[Saved data entries]

━━━━━━━━━━

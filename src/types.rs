// =============================================================================
// Shared types used across the chart overlay service
// =============================================================================
//
// Every series is keyed by a calendar date. Dates serialise as ISO
// `YYYY-MM-DD` strings, so equality lookups and chronological ordering agree
// on both sides of the wire.

use chrono::NaiveDate;
use serde::{Deserialize, Serialize};

/// One bar of raw market data as delivered by the upstream time-series feed.
#[derive(Debug, Clone, PartialEq, Serialize, Deserialize)]
pub struct OhlcvPoint {
    pub timestamp: NaiveDate,
    pub open: f64,
    pub high: f64,
    pub low: f64,
    pub close: f64,
    pub volume: u64,
}

/// A single value on a line series. `y == None` marks a gap: not enough
/// lookback, or a position outside the computed domain.
#[derive(Debug, Clone, Copy, PartialEq, Serialize, Deserialize)]
pub struct LabeledPoint {
    pub x: NaiveDate,
    pub y: Option<f64>,
}

impl LabeledPoint {
    pub fn new(x: NaiveDate, y: f64) -> Self {
        Self { x, y: Some(y) }
    }

    pub fn gap(x: NaiveDate) -> Self {
        Self { x, y: None }
    }
}

/// A candlestick bar in the shape the chart renderer consumes. Padded bars
/// carry `None` in all four price slots.
#[derive(Debug, Clone, Copy, PartialEq, Serialize, Deserialize)]
pub struct CandlePoint {
    pub x: NaiveDate,
    pub o: Option<f64>,
    pub h: Option<f64>,
    pub l: Option<f64>,
    pub c: Option<f64>,
}

impl CandlePoint {
    pub fn gap(x: NaiveDate) -> Self {
        Self {
            x,
            o: None,
            h: None,
            l: None,
            c: None,
        }
    }
}

impl From<&OhlcvPoint> for CandlePoint {
    fn from(p: &OhlcvPoint) -> Self {
        Self {
            x: p.timestamp,
            o: Some(p.open),
            h: Some(p.high),
            l: Some(p.low),
            c: Some(p.close),
        }
    }
}

/// A moving-average line for one look-back period.
#[derive(Debug, Clone, PartialEq, Serialize, Deserialize)]
pub struct SmaSeries {
    pub period: usize,
    pub values: Vec<LabeledPoint>,
}

/// Bar granularity of a chart.
#[derive(
    Debug, Clone, Copy, Default, PartialEq, Eq, PartialOrd, Ord, Hash, Serialize, Deserialize,
)]
pub enum ChartInterval {
    #[default]
    #[serde(rename = "1day")]
    OneDay,
    #[serde(rename = "1week")]
    OneWeek,
    #[serde(rename = "1month")]
    OneMonth,
}

impl ChartInterval {
    /// Wire name used by the upstream feed and the HTTP API.
    pub fn as_str(&self) -> &'static str {
        match self {
            Self::OneDay => "1day",
            Self::OneWeek => "1week",
            Self::OneMonth => "1month",
        }
    }
}

impl std::fmt::Display for ChartInterval {
    fn fmt(&self, f: &mut std::fmt::Formatter<'_>) -> std::fmt::Result {
        f.write_str(self.as_str())
    }
}

impl std::str::FromStr for ChartInterval {
    type Err = String;

    fn from_str(s: &str) -> Result<Self, Self::Err> {
        match s {
            "1day" => Ok(Self::OneDay),
            "1week" => Ok(Self::OneWeek),
            "1month" => Ok(Self::OneMonth),
            other => Err(format!("unsupported interval '{other}', use 1day, 1week or 1month")),
        }
    }
}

━━━━━━━━━━

* The problem *
Among the lines above, return each one holding the string "used".

* Exercise solution *
// Shared types used across the chart overlay service
    /// Wire name used by the upstream feed and the HTTP API.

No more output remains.